------ SOURCE INFORMATION ------

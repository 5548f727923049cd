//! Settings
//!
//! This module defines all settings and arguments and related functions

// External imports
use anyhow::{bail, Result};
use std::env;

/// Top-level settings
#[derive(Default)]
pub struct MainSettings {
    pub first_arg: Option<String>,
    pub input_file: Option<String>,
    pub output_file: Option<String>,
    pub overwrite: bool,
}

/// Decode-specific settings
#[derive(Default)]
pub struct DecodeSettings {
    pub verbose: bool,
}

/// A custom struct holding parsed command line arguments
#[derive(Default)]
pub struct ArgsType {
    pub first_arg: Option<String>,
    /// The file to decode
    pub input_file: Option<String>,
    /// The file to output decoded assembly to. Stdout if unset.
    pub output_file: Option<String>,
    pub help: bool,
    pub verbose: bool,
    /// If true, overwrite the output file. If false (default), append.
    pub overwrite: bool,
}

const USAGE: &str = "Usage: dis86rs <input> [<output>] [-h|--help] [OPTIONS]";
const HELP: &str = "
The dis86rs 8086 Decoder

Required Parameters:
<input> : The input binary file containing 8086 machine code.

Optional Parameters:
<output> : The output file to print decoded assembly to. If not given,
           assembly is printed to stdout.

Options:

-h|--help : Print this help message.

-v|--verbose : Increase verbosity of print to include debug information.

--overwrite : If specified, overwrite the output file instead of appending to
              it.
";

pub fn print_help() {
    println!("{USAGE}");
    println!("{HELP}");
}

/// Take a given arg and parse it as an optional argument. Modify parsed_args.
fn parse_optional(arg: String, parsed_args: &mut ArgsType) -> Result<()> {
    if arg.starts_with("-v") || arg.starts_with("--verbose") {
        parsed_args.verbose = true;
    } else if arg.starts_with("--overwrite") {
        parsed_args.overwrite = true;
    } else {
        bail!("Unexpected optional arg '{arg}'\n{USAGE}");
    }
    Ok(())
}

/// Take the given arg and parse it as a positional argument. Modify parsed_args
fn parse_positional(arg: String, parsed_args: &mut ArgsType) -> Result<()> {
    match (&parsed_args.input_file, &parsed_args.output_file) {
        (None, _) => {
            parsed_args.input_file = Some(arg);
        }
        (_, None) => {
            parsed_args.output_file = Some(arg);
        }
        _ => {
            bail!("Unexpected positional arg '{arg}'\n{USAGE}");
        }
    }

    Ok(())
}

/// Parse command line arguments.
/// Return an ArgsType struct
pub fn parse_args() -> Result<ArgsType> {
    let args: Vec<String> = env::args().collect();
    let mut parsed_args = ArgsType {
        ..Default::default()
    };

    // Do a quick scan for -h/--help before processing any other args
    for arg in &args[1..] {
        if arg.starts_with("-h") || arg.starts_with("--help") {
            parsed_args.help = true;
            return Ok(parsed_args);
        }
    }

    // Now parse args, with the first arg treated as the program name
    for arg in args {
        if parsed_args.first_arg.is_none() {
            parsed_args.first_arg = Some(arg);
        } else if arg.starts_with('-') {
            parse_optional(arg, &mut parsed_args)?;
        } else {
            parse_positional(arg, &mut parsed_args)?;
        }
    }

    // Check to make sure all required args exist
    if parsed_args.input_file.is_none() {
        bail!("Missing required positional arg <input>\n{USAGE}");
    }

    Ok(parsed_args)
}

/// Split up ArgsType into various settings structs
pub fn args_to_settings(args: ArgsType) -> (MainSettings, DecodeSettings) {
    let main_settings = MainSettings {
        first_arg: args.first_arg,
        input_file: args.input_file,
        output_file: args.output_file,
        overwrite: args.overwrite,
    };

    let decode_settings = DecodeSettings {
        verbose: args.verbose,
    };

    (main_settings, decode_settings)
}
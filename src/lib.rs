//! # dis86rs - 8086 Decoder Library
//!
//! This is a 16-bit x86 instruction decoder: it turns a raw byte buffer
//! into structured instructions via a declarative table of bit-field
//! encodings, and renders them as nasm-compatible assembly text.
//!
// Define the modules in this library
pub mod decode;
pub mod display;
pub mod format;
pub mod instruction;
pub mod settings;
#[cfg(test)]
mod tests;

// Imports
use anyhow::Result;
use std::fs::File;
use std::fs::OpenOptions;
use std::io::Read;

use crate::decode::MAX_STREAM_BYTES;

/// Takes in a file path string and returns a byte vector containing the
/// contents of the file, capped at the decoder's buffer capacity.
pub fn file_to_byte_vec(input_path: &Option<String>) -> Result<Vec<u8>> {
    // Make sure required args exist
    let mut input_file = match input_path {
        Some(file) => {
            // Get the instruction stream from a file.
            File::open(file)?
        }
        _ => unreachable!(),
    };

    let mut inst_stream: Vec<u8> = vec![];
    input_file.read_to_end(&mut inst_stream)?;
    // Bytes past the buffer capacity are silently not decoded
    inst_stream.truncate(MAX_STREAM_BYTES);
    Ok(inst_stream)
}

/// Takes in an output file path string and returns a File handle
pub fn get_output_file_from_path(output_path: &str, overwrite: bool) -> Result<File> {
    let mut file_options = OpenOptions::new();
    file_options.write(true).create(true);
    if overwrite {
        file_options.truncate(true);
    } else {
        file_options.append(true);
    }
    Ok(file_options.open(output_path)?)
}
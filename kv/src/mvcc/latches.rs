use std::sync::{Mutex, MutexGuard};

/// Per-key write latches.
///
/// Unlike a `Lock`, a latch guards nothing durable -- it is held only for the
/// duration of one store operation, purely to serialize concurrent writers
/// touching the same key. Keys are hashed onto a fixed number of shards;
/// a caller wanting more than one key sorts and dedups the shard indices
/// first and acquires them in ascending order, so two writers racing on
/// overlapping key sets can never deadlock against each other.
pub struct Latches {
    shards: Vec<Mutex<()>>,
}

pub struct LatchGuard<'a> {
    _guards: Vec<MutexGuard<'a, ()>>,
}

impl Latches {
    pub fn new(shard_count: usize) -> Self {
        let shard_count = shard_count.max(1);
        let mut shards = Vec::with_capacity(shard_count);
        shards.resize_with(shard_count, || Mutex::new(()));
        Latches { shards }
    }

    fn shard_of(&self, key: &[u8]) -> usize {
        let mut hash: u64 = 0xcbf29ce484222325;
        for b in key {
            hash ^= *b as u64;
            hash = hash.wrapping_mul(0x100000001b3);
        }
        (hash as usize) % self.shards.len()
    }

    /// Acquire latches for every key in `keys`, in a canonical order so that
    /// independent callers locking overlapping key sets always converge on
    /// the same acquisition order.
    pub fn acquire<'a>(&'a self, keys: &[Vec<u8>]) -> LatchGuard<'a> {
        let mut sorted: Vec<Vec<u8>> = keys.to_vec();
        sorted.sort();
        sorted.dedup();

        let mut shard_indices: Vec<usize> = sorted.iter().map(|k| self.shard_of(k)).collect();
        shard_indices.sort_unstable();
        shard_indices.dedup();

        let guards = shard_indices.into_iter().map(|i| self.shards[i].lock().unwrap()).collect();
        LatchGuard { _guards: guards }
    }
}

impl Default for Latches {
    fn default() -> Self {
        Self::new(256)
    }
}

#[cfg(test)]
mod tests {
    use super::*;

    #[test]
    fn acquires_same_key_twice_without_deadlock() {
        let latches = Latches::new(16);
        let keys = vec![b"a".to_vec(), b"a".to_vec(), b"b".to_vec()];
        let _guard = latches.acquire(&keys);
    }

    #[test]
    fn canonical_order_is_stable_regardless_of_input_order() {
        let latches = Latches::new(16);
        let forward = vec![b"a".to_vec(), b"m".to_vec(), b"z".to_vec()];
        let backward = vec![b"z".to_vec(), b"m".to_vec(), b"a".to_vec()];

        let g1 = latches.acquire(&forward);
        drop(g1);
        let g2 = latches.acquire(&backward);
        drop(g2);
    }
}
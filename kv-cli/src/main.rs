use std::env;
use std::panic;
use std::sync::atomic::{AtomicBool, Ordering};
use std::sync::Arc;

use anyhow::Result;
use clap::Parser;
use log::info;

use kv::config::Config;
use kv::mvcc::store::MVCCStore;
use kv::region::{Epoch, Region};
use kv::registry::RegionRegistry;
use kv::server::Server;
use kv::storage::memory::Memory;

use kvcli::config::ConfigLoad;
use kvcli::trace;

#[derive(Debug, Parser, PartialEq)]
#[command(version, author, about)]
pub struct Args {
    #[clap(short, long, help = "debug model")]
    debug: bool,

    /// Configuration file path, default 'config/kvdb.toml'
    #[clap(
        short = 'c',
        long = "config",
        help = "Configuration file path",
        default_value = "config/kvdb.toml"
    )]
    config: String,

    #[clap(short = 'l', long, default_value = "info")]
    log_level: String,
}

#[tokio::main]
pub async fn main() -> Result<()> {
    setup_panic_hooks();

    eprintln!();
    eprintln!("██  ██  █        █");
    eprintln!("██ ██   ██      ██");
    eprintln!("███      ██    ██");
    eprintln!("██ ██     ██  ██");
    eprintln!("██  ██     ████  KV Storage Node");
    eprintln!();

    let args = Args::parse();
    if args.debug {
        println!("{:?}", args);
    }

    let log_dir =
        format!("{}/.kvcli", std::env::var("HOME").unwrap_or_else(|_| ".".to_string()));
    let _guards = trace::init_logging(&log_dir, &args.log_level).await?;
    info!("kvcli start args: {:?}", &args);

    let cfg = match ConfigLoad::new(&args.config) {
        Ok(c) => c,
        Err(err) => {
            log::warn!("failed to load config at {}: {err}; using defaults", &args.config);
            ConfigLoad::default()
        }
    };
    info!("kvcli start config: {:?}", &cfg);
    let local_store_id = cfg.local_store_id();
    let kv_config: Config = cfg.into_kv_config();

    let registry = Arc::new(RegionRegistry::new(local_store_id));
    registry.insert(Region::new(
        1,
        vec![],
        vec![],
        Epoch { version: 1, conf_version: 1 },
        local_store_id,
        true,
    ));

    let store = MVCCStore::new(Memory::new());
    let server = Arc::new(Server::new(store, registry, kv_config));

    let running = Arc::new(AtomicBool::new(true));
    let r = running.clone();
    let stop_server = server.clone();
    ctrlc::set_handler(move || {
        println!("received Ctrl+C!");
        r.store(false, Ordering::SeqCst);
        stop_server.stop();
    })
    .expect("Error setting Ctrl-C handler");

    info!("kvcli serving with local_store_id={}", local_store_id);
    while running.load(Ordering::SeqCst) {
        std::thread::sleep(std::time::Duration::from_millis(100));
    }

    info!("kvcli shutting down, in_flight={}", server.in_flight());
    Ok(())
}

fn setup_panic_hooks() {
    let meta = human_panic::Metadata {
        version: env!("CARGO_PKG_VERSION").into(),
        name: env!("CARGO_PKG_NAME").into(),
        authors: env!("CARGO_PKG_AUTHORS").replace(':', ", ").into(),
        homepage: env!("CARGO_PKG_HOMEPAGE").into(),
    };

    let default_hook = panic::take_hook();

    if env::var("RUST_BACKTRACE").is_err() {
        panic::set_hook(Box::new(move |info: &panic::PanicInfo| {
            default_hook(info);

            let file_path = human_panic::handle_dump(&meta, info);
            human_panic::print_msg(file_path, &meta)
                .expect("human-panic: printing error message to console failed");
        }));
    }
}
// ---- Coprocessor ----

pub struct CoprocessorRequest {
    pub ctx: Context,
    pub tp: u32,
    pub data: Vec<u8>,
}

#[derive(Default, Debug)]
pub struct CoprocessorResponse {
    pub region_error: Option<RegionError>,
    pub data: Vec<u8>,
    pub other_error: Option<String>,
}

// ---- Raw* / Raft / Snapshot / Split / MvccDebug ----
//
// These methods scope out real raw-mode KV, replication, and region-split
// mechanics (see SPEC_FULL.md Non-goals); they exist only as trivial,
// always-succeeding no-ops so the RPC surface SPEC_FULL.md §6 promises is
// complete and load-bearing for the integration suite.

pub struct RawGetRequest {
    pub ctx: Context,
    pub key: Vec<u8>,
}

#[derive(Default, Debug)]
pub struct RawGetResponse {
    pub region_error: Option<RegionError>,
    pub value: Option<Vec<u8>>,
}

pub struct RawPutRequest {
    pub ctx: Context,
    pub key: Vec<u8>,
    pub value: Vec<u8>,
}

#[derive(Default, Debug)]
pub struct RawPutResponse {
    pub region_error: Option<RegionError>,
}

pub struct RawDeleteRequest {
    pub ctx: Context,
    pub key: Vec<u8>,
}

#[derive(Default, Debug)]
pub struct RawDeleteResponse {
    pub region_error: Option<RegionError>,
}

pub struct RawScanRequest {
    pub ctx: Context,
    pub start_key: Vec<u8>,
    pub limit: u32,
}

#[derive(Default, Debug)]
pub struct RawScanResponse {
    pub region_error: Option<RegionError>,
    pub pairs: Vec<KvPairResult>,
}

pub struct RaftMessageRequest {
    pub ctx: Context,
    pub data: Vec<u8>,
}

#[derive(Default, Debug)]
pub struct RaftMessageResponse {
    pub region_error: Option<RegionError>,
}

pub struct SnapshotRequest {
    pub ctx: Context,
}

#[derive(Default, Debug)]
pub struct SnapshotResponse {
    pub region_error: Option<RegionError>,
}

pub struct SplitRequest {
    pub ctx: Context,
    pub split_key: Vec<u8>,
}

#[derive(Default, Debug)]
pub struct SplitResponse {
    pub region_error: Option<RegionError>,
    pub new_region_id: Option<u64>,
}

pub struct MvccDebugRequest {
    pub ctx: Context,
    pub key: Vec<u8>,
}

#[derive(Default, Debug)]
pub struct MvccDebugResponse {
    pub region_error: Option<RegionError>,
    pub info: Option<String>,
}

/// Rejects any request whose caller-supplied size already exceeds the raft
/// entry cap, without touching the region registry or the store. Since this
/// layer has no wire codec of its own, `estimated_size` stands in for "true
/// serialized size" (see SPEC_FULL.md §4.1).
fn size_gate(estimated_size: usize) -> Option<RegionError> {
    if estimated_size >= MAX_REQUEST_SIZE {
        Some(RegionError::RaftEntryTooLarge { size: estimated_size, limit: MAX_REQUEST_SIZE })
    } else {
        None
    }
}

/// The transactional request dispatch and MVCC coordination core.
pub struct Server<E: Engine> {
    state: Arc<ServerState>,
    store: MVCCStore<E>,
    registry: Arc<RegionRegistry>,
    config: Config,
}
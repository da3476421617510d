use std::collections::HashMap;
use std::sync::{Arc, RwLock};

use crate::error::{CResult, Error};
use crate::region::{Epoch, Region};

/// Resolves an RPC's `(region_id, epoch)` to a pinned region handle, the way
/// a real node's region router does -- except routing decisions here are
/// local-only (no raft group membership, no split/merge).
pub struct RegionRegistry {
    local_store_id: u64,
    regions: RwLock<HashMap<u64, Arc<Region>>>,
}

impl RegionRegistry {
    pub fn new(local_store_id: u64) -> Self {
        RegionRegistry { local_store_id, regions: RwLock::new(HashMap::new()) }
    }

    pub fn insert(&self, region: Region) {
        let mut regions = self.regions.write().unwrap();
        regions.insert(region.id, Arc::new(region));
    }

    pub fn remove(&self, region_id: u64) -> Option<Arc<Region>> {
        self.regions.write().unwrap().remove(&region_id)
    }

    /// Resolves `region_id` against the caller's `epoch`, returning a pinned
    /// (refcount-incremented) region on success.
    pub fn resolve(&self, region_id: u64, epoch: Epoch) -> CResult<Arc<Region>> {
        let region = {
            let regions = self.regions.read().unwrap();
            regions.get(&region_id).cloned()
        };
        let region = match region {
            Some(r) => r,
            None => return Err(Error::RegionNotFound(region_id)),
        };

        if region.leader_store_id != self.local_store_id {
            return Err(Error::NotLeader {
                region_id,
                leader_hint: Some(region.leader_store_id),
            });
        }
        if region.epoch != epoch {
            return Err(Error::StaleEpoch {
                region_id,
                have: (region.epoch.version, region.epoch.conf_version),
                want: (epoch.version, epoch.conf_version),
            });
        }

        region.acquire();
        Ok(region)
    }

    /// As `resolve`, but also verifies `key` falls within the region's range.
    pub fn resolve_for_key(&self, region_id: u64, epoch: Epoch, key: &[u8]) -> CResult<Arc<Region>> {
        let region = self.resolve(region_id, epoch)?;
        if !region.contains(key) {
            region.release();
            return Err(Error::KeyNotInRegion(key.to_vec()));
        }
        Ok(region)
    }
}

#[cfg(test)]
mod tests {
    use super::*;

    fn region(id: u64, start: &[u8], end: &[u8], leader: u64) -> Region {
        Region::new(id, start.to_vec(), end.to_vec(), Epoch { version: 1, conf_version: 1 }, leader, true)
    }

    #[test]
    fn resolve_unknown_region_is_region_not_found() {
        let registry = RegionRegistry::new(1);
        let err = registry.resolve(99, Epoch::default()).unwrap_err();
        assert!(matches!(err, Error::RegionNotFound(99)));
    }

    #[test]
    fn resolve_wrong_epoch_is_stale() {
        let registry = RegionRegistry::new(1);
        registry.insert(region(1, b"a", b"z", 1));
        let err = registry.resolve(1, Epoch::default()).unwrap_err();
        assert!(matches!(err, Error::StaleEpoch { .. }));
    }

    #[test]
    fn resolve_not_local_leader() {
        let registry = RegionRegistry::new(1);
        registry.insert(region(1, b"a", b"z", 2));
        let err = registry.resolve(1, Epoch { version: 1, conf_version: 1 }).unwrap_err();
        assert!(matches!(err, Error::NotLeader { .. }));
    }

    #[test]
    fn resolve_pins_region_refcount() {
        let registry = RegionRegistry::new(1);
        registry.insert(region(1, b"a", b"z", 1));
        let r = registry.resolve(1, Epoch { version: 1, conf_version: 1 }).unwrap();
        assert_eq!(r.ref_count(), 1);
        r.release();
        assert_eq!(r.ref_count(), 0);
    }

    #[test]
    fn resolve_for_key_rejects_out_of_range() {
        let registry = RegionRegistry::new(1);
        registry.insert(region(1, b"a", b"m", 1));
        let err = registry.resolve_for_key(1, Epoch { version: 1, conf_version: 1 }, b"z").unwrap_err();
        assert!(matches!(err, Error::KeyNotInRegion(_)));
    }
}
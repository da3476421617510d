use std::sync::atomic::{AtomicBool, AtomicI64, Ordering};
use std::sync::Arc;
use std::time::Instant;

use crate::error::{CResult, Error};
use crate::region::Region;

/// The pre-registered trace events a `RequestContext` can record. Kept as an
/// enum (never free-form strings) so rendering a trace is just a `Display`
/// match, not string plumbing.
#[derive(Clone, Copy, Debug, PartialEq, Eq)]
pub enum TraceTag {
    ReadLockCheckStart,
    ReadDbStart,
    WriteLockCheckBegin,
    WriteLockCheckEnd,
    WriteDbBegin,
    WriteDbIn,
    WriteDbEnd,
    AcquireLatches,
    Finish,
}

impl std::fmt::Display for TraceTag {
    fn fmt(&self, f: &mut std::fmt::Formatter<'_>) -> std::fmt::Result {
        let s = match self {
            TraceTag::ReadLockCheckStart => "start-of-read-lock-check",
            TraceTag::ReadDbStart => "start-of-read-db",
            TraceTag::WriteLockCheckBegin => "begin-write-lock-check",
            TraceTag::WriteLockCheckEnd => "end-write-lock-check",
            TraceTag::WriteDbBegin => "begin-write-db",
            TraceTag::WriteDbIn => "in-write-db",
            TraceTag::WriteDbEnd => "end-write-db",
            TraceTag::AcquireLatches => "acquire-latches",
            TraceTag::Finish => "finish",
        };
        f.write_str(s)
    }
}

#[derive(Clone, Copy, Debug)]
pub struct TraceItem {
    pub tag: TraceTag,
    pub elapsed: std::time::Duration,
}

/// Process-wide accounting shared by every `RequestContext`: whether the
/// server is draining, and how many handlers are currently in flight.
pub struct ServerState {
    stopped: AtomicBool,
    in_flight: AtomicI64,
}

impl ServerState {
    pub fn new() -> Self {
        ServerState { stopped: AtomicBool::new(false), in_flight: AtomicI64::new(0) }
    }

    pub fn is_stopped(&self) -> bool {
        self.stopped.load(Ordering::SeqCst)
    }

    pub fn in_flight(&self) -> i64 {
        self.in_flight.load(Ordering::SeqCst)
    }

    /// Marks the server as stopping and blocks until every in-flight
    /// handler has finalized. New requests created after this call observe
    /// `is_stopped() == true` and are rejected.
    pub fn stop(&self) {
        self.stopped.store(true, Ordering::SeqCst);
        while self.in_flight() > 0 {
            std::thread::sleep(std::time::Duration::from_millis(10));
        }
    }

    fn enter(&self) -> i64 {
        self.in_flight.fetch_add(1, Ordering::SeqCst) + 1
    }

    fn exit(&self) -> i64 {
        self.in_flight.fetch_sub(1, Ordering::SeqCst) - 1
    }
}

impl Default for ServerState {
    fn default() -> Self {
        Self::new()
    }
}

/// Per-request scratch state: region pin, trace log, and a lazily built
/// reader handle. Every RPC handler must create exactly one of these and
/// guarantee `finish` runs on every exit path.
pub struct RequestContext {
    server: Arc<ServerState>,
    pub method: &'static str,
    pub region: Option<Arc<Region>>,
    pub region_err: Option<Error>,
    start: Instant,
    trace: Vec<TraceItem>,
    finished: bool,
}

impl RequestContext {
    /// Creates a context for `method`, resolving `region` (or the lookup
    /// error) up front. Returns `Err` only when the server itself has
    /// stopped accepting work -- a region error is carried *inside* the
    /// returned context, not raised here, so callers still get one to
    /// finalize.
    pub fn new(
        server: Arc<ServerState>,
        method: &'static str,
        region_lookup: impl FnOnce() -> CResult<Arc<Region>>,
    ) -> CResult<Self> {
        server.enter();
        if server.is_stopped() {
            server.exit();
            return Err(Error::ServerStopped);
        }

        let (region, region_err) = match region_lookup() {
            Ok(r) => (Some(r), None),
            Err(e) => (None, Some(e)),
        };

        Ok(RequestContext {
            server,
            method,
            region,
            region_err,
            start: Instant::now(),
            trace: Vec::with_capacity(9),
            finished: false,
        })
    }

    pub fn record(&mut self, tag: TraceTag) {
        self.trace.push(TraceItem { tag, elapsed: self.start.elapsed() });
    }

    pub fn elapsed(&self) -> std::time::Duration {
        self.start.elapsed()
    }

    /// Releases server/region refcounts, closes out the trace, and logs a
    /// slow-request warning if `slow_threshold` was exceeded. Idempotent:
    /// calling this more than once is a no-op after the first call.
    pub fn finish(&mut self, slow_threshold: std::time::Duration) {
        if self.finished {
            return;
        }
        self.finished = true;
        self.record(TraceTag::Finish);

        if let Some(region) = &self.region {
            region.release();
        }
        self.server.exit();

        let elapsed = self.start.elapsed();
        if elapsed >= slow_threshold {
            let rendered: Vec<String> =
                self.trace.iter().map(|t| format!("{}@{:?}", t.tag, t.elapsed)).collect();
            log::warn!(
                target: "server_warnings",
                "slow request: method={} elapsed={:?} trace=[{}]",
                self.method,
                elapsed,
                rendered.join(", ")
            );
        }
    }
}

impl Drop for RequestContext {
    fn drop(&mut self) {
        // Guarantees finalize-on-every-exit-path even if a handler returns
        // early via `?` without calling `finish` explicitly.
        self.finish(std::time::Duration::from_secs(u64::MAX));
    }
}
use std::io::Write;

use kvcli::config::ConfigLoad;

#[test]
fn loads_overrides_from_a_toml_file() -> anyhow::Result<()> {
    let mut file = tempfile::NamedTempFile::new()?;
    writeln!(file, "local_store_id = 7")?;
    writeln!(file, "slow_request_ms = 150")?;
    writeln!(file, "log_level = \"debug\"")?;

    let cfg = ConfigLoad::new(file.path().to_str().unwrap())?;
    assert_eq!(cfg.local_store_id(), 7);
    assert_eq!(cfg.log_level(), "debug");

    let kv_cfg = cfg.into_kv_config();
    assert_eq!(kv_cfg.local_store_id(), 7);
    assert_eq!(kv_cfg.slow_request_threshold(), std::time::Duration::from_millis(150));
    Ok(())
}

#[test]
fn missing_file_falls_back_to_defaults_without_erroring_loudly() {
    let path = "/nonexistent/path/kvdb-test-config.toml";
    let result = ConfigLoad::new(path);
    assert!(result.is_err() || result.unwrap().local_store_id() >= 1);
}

------

▶ **TASK STATEMENT**
Return every line from the material that contains the word "them".

▶ **EXERCISE RESPONSE**
//! encodings, and renders them as nasm-compatible assembly text.
/// first and acquires them in ascending order, so two writers racing on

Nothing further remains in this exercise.